Cartilage tissue engineering is a promising strategy to repair damaged tissue and reconstruct organ function, but the scaffold‐free cartilage regeneration technology is currently limited in its ability to construct three‐dimensional (3D) shapes, maintain the chondrogenic phenotype, and express cartilage‐specific extracellular matrix (ECM). Recently, cartilaginous organoids (COs), multicellular aggregates with spheroid architecture, have shown great potential in miniaturized cartilage developmental models in vitro. However, high‐efficiency and transferable in vivo organoid‐based 3D cartilage regeneration technology for preclinical research needs further exploration. In this study, we develop novel cartilaginous organoids bioassembly (COBA) strategy to achieve scaffold‐free 3D cartilage regeneration, which displays batch‐to‐batch efficiency, structural integration, and functional reconstruction.
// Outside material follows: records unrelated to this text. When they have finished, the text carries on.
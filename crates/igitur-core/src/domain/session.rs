//! Session token entity
//!
//! A [`SessionToken`] is what a successful login leaves behind: the
//! service's session cookie plus the instance subdomain the account
//! belongs to. It is persisted as a small JSON profile and shared
//! read-only by every adapter for the lifetime of one command.

use std::fmt;

use chrono::{DateTime, Utc};
use serde::{Deserialize, Serialize};

use super::errors::DomainError;

/// Authenticated session for one service instance
#[derive(Clone, PartialEq, Eq, Serialize, Deserialize)]
pub struct SessionToken {
    /// Value of the `_gaudeam_session` cookie
    #[serde(rename = "gaudeam_session_cookie")]
    cookie: String,
    /// Instance subdomain, e.g. `"aldania"` for `https://aldania.gaudeam.de`
    subdomain: String,
    /// When the login happened; absent in profiles written by older clients
    #[serde(default, skip_serializing_if = "Option::is_none")]
    created_at: Option<DateTime<Utc>>,
}

impl SessionToken {
    /// Creates a new token stamped with the current time
    ///
    /// # Errors
    /// Returns `DomainError::ValidationFailed` if the cookie is empty or the
    /// subdomain is not a single DNS label
    pub fn new(cookie: impl Into<String>, subdomain: impl Into<String>) -> Result<Self, DomainError> {
        let cookie = cookie.into();
        let subdomain = subdomain.into();

        if cookie.is_empty() {
            return Err(DomainError::ValidationFailed(
                "Session cookie cannot be empty".to_string(),
            ));
        }
        if subdomain.is_empty()
            || !subdomain
                .chars()
                .all(|c| c.is_ascii_alphanumeric() || c == '-')
        {
            return Err(DomainError::ValidationFailed(format!(
                "Invalid instance subdomain: {subdomain:?}"
            )));
        }

        Ok(Self {
            cookie,
            subdomain,
            created_at: Some(Utc::now()),
        })
    }

    #[must_use]
    pub fn cookie(&self) -> &str {
        &self.cookie
    }

    #[must_use]
    pub fn subdomain(&self) -> &str {
        &self.subdomain
    }

    #[must_use]
    pub fn created_at(&self) -> Option<DateTime<Utc>> {
        self.created_at
    }

    /// Base URL of the instance under `service_domain` (e.g. `gaudeam.de`)
    #[must_use]
    pub fn instance_url(&self, service_domain: &str) -> String {
        format!("https://{}.{}", self.subdomain, service_domain)
    }
}

// The cookie is a credential; keep it out of logs.
impl fmt::Debug for SessionToken {
    fn fmt(&self, f: &mut fmt::Formatter<'_>) -> fmt::Result {
        f.debug_struct("SessionToken")
            .field("cookie", &"<redacted>")
            .field("subdomain", &self.subdomain)
            .field("created_at", &self.created_at)
            .finish()
    }
}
For underlying molecule mechanism, cellular adhesion proteins significantly regulate cell aggregation and cytoskeleton reorganization to form cartilaginous spheroids, and the hypoxic microenvironment created by high‐density cell aggregates synergistically activates hypoxia‐inducible factor‐1α‐mediated glycolytic metabolism reprogramming to maintain the chondrogenic phenotype and promote cartilage‐specific ECM deposition. Furthermore, separated COs can integrate into a complete and continuous cartilage tissue through the COBA approach, and thus facilitate raising the nasal dorsa in goats after minimally invasive injection. This study thus demonstrates the promise of COBA technology to achieve scaffold‐free 3D cartilage regeneration for organoid‐based translational applications.